**RECORDS SUPPLIED**
//! Application shell and routing for the Login surface.
//!
//! The Login origin has three jobs: authenticate or register a user, show
//! the logged-out / session-expired notices posted back by the Customer
//! application, and hand a fresh session off to the Customer origin.

use std::rc::Rc;

use gloo::timers::callback::Timeout;
use nexabank_frontend_common::auth::{
    error_handler, use_session, BootstrapMode, SessionAction, SessionProvider,
};
use nexabank_frontend_common::components::LoadingSpinner;
use nexabank_frontend_common::session::{handoff, store, HandoffPayload, LogoutMarker};
use nexabank_frontend_common::AppConfig;
use nexabank_http::types::User;
use yew::prelude::*;
use yew_router::prelude::*;

use crate::pages::{LoginPage, RegisterPage};

#[derive(Clone, Routable, PartialEq)]
pub enum Route {
    #[at("/login")]
    Login,
    #[at("/register")]
    Register,
    #[at("/")]
    Home,
    #[not_found]
    #[at("/404")]
    NotFound,
}

#[function_component(LoginApp)]
pub fn login_app() -> Html {
    // Capture any logout marker synchronously, before session hydration
    // runs: a marker always clears local state and suppresses the
    // auto-redirect that would otherwise bounce a stale session straight
    // back to the Customer origin.
    let marker = use_state(|| {
        let marker = handoff::take_logout_marker();
        if marker.is_some() {
            store::clear_tokens();
        }
        marker
    });

    let on_dismiss_marker = {
        let marker = marker.clone();
        Callback::from(move |()| marker.set(None))
    };

    html! {
        <SessionProvider bootstrap={BootstrapMode::StorageOnly}>
            <BrowserRouter>
                <LoginAppContent marker={*marker} {on_dismiss_marker} />
            </BrowserRouter>
        </SessionProvider>
    }
}

#[derive(Properties, PartialEq)]
struct ContentProps {
    marker: Option<LogoutMarker>,
    on_dismiss_marker: Callback<()>,
}

#[function_component(LoginAppContent)]
fn login_app_content(props: &ContentProps) -> Html {
    let session = use_session();
    let suppress_redirect = props.marker.is_some();

    // Session expiry on this surface just drops back to the login form.
    {
        let session = session.clone();
        use_effect_with((), move |_| {
            error_handler::set_session_expired_callback(Rc::new(move || {
                session.dispatch(SessionAction::Logout);
            }));
            move || error_handler::clear_session_expired_callback()
        });
    }

    // Hand the session off to the Customer application once auth settles.
    use_effect_with(
        (session.user.clone(), suppress_redirect),
        move |(user, suppress)| {
            let mut timeout = None;
            if !*suppress {
                if let Some(user) = user.clone() {
                    // Short delay so the welcome screen is visible and the
                    // auth state is stable before the navigation fires.
                    timeout = Some(Timeout::new(AppConfig::WELCOME_REDIRECT_DELAY_MS, move || {
                        hand_off_to_customer(&user);
                    }));
                }
            }
            move || drop(timeout)
        },
    );

    if session.is_loading {
        return html! {
            <div class="min-h-screen bg-gray-50 flex items-center justify-center">
                <LoadingSpinner text={Some("Loading...".to_string())} />
            </div>
        };
    }

    let authenticated = session.user.is_some();
    let first_name = session.user.as_ref().map(|user| user.first_name.clone());
    let marker = props.marker;
    let on_dismiss_marker = props.on_dismiss_marker.clone();

    html! {
        <Switch<Route> render={move |route| {
            switch(route, authenticated, first_name.clone(), marker, on_dismiss_marker.clone())
        }} />
    }
}

fn switch(
    route: Route,
    authenticated: bool,
    first_name: Option<String>,
    marker: Option<LogoutMarker>,
    on_dismiss_marker: Callback<()>,
) -> Html {
    match route {
        Route::Login | Route::Register if authenticated => {
            html! { <Redirect<Route> to={Route::Home} /> }
        }
        Route::Login => html! { <LoginPage /> },
        Route::Register => html! { <RegisterPage /> },
        Route::Home if authenticated => welcome_screen(first_name),
        Route::Home => match marker {
            Some(marker) => logout_notice(marker, on_dismiss_marker),
            None => html! { <Redirect<Route> to={Route::Login} /> },
        },
        Route::NotFound => html! {
            <div class="min-h-screen bg-gray-50 flex items-center justify-center">
                <div class="text-center">
                    <h1 class="text-4xl font-bold text-gray-900 mb-4">{"404"}</h1>
                    <p class="text-gray-600 mb-4">{"Page not found"}</p>
                    <a href="/" class="text-blue-600 hover:underline">{"Go back home"}</a>
                </div>
            </div>
        },
    }
}

/// Shown while the hand-off timer runs.
fn welcome_screen(first_name: Option<String>) -> Html {
    let name = first_name.filter(|n| !n.is_empty()).unwrap_or_else(|| "User".to_string());
    html! {
        <div class="min-h-screen bg-gradient-to-br from-blue-50 to-indigo-100 flex items-center justify-center">
            <div class="text-center bg-white rounded-lg shadow-lg p-8 max-w-md">
                <div class="animate-spin rounded-full h-12 w-12 border-b-2 border-blue-600 mx-auto mb-4"></div>
                <h2 class="text-2xl font-bold text-gray-900 mb-2">
                    {format!("Welcome back, {name}!")}
                </h2>
                <p class="text-gray-600">{"Taking you to your dashboard..."}</p>
            </div>
        </div>
    }
}

fn logout_notice(marker: LogoutMarker, on_dismiss_marker: Callback<()>) -> Html {
    let (title, message) = match marker {
        LogoutMarker::LoggedOut => (
            "Logged Out Successfully",
            "You have been successfully logged out from all services.",
        ),
        LogoutMarker::SessionExpired => (
            "Session Expired",
            "Your session has expired. Please log in again to continue.",
        ),
    };

    let onclick = Callback::from(move |_: MouseEvent| on_dismiss_marker.emit(()));

    html! {
        <div class="min-h-screen bg-gray-50 flex items-center justify-center">
            <div class="text-center max-w-md">
                <h1 class="text-2xl font-bold text-gray-900 mb-4">{title}</h1>
                <p class="text-gray-600 mb-6">{message}</p>
                <button
                    {onclick}
                    class="bg-blue-600 text-white px-6 py-2 rounded-lg hover:bg-blue-700 transition-colors"
                >
                    {"Continue to Login"}
                </button>
            </div>
        </div>
    }
}

/// Build the hand-off URL from the stored pair and leave for the Customer
/// origin. Local state is cleared first so a later visit to this origin
/// shows the login page again.
fn hand_off_to_customer(user: &User) {
    let (Some(access_token), Some(refresh_token)) =
        (store::stored_access_token(), store::stored_refresh_token())
    else {
        return;
    };

    store::clear_tokens();

    handoff::navigate_to_customer(&HandoffPayload {
        access_token,
        refresh_token,
        user: user.clone(),
    });
}
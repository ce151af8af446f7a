//! Self-contained variant of the NexaBank UI.
//!
//! Login, registration and the dashboards live behind client-side routing
//! in one application; there is no cross-application hand-off. Bootstrap is
//! storage-only, with the JWT payload decode as the offline fallback.

use std::rc::Rc;

use nexabank_frontend_common::auth::{
    error_handler, use_session, BootstrapMode, SessionAction, SessionProvider,
};
use nexabank_frontend_common::components::LoadingSpinner;
use nexabank_frontend_common::hooks::use_idle_logout;
use yew::prelude::*;
use yew_router::prelude::*;

use crate::pages::{ClassicDashboard, ClassicLoginPage, ClassicRegisterPage};

#[derive(Clone, Routable, PartialEq)]
pub enum Route {
    #[at("/login")]
    Login,
    #[at("/register")]
    Register,
    #[at("/dashboard")]
    Dashboard,
    #[at("/")]
    Home,
    #[not_found]
    #[at("/404")]
    NotFound,
}

#[function_component(ClassicApp)]
pub fn classic_app() -> Html {
    html! {
        <SessionProvider bootstrap={BootstrapMode::StorageOnly}>
            <BrowserRouter>
                <ClassicAppContent />
            </BrowserRouter>
        </SessionProvider>
    }
}

#[function_component(ClassicAppContent)]
fn classic_app_content() -> Html {
    let session = use_session();
    let is_authenticated = session.user.is_some();

    // Session expiry drops straight back to the login route; everything
    // lives on this origin.
    {
        let session = session.clone();
        use_effect_with((), move |_| {
            error_handler::set_session_expired_callback(Rc::new(move || {
                session.dispatch(SessionAction::Logout);
            }));
            move || error_handler::clear_session_expired_callback()
        });
    }

    let on_idle_logout = {
        let session = session.clone();
        Callback::from(move |()| {
            session.dispatch(SessionAction::Logout);
        })
    };
    use_idle_logout(is_authenticated, on_idle_logout);

    if session.is_loading {
        return html! {
            <div class="min-h-screen bg-gray-50 flex items-center justify-center">
                <LoadingSpinner text={Some("Loading...".to_string())} />
            </div>
        };
    }

    html! {
        <Switch<Route> render={move |route| switch(route, is_authenticated)} />
    }
}

fn switch(route: Route, authenticated: bool) -> Html {
    match route {
        Route::Login | Route::Register if authenticated => {
            html! { <Redirect<Route> to={Route::Dashboard} /> }
        }
        Route::Login => html! { <ClassicLoginPage /> },
        Route::Register => html! { <ClassicRegisterPage /> },
        Route::Dashboard if authenticated => html! { <ClassicDashboard /> },
        Route::Dashboard => html! { <Redirect<Route> to={Route::Login} /> },
        Route::Home => {
            let target = if authenticated {
                Route::Dashboard
            } else {
                Route::Login
            };
            html! { <Redirect<Route> to={target} /> }
        }
        Route::NotFound => html! {
            <div class="min-h-screen bg-gray-50 flex items-center justify-center">
                <div class="text-center">
                    <h1 class="text-4xl font-bold text-gray-900 mb-4">{"404"}</h1>
                    <p class="text-gray-600 mb-4">{"Page not found"}</p>
                    <a href="/" class="text-blue-600 hover:underline">{"Go back home"}</a>
                </div>
            </div>
        },
    }
}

**PROBLEM STATEMENT**
Within the material above, show every line that includes "white".

**WRITTEN ANSWER**
            <div class="text-center bg-white rounded-lg shadow-lg p-8 max-w-md">
                    class="bg-blue-600 text-white px-6 py-2 rounded-lg hover:bg-blue-700 transition-colors"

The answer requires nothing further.